● DESCRIPTION OF THE TASK: Each line of the data below from the one holding "repository a22b5b7aca3c8305" to the one holding "pub mod users;", inclusive, is to be reproduced exactly; no other line belongs in the answer.

● TASK INPUTS:
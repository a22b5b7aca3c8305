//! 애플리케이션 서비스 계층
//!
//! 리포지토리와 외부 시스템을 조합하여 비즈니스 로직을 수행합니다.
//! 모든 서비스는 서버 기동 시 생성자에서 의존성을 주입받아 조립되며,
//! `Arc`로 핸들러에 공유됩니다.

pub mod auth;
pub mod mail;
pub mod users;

...

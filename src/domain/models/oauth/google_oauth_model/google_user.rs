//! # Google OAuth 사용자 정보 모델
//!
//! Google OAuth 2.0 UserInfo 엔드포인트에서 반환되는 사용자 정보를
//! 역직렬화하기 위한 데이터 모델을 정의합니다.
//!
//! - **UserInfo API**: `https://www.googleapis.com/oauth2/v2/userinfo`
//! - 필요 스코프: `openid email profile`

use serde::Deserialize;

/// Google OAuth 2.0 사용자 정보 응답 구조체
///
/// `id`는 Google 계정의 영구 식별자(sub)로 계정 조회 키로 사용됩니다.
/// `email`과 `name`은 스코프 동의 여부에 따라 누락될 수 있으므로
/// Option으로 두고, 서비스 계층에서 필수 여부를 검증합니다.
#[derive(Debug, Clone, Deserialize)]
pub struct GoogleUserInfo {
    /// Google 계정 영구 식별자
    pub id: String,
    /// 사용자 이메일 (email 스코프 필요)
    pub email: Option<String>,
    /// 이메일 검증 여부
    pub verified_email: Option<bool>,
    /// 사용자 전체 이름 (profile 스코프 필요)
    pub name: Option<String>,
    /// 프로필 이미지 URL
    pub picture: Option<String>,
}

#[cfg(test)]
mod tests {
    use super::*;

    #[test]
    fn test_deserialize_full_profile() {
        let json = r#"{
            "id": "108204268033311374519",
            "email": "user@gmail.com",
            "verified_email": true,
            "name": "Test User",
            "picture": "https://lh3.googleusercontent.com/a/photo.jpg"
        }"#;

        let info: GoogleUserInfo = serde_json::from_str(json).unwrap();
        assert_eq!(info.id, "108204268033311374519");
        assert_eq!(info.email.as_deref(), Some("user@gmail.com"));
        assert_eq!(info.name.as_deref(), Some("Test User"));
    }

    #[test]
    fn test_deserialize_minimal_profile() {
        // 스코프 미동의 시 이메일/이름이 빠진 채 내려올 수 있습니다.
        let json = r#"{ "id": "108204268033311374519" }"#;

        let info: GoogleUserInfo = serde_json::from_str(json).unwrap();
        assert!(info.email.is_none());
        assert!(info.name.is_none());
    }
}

● RESPONSE TO THIS EXERCISE:
repository a22b5b7aca3c8305
//! 애플리케이션 서비스 계층
//!
//! 리포지토리와 외부 시스템을 조합하여 비즈니스 로직을 수행합니다.
//! 모든 서비스는 서버 기동 시 생성자에서 의존성을 주입받아 조립되며,
//! `Arc`로 핸들러에 공유됩니다.

pub mod auth;
pub mod mail;
pub mod users;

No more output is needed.